Data items
Content starts
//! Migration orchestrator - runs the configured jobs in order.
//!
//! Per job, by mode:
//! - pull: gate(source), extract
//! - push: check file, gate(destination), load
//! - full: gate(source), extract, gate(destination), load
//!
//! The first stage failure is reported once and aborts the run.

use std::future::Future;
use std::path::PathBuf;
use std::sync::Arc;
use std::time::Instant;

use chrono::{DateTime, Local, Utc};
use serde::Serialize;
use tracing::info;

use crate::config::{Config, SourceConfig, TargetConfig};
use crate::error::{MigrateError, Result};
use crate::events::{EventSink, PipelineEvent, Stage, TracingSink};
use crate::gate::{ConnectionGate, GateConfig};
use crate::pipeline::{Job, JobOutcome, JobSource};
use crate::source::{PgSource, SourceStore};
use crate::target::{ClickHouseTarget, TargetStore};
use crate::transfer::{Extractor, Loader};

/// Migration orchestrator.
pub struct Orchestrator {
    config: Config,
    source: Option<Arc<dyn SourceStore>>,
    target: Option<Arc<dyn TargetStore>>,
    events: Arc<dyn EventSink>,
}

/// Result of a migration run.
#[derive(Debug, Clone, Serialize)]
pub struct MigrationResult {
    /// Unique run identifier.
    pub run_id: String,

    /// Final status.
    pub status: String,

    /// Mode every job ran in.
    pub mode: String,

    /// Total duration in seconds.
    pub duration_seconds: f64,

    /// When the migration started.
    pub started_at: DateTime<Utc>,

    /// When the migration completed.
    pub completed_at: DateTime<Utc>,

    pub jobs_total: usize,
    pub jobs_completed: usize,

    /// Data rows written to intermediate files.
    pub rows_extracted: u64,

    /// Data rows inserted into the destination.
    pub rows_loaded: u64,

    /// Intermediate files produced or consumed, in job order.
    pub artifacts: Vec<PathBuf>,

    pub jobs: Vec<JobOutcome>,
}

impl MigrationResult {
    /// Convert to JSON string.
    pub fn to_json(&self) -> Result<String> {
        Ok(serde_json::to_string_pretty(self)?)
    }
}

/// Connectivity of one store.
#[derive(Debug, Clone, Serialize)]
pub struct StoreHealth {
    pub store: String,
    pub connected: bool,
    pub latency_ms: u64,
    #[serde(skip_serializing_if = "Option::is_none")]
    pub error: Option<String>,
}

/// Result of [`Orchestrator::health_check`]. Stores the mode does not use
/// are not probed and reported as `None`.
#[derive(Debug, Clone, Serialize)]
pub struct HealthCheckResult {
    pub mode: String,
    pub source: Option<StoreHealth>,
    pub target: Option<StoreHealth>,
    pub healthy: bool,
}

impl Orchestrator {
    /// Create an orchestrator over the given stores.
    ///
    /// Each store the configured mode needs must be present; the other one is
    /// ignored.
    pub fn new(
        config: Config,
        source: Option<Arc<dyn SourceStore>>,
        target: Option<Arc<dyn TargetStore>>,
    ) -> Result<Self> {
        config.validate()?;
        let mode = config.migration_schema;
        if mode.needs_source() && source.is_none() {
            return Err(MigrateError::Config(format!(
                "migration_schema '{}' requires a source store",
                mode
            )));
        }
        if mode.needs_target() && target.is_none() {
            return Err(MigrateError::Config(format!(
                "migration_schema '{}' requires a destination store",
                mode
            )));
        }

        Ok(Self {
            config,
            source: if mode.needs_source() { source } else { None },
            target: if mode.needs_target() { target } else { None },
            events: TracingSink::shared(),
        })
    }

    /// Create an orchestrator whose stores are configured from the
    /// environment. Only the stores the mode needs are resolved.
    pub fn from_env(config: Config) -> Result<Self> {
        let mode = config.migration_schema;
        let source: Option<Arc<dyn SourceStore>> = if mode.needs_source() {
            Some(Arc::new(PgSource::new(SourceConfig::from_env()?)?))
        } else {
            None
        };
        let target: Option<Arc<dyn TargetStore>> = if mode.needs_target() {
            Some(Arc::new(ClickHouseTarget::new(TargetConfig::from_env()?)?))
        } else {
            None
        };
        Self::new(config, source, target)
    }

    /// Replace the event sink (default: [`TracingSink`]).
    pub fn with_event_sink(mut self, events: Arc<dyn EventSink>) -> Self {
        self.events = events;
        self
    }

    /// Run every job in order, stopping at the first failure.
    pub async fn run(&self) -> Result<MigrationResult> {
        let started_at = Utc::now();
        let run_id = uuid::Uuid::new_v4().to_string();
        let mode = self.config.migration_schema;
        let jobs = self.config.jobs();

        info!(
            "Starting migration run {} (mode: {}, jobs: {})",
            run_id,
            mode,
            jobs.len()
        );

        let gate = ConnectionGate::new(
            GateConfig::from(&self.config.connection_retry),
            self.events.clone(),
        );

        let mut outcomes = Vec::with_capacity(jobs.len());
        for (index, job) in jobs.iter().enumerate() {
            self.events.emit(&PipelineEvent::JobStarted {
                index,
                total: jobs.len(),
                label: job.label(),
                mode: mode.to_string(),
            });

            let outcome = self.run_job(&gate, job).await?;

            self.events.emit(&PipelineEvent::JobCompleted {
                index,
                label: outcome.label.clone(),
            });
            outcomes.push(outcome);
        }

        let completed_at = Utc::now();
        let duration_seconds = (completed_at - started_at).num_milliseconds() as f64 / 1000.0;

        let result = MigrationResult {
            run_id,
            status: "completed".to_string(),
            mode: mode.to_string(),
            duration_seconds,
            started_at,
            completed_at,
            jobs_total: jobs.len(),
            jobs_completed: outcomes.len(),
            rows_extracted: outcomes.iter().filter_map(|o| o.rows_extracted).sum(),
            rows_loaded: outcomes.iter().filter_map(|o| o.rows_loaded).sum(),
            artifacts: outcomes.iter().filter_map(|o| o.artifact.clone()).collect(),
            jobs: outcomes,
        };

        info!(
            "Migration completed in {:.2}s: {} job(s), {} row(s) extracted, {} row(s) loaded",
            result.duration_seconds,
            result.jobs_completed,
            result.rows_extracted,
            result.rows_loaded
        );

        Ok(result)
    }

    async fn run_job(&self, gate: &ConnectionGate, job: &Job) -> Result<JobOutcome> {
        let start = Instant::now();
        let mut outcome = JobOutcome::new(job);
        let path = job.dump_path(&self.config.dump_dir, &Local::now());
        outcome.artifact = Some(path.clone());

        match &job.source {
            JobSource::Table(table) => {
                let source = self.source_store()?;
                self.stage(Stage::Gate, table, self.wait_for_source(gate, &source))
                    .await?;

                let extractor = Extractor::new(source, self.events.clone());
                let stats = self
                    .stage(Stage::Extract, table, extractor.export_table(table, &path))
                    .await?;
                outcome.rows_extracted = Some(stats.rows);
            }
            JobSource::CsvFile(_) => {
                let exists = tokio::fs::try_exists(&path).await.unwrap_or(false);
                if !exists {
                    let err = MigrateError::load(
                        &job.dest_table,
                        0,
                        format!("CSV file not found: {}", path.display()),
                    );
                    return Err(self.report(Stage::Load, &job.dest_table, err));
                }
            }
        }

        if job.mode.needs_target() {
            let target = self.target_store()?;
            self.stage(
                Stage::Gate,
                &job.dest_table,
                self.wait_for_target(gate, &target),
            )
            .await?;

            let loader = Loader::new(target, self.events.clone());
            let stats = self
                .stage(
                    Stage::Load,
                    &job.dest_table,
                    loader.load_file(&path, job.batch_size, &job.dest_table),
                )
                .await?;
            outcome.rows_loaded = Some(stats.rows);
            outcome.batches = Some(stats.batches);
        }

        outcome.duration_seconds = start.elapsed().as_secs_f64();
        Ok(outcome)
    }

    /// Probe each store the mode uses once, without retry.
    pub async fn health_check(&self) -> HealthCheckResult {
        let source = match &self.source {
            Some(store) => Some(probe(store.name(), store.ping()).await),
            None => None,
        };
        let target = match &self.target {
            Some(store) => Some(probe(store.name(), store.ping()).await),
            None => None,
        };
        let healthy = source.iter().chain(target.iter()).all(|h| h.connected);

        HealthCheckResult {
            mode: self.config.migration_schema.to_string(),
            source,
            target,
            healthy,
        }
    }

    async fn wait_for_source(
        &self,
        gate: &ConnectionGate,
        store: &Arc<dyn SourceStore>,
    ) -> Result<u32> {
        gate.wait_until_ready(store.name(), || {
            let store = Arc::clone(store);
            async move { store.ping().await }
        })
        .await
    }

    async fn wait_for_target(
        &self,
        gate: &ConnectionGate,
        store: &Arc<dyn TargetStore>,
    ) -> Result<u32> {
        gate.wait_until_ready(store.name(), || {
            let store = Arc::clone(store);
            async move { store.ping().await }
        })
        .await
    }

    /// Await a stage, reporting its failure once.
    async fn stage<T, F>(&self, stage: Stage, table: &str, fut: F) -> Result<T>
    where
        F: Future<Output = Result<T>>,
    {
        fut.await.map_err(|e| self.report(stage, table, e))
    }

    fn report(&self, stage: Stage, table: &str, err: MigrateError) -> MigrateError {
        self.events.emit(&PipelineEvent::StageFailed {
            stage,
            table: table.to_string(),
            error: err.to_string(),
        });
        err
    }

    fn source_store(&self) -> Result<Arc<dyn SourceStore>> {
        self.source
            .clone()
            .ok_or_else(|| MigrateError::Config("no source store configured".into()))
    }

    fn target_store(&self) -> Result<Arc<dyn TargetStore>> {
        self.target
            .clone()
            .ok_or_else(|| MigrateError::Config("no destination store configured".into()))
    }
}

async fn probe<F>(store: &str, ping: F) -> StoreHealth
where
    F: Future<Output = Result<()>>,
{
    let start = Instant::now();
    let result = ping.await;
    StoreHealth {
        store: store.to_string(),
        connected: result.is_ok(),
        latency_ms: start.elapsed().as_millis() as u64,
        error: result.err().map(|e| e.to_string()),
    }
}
Content ends
* **Activity**: Wherever "Option" occurs in the records above, copy the line it sits in.

* **Output for this task**:
    source: Option<Arc<dyn SourceStore>>,
    target: Option<Arc<dyn TargetStore>>,
    #[serde(skip_serializing_if = "Option::is_none")]
    pub error: Option<String>,
    pub source: Option<StoreHealth>,
    pub target: Option<StoreHealth>,
        source: Option<Arc<dyn SourceStore>>,
        target: Option<Arc<dyn TargetStore>>,
        let source: Option<Arc<dyn SourceStore>> = if mode.needs_source() {
        let target: Option<Arc<dyn TargetStore>> = if mode.needs_target() {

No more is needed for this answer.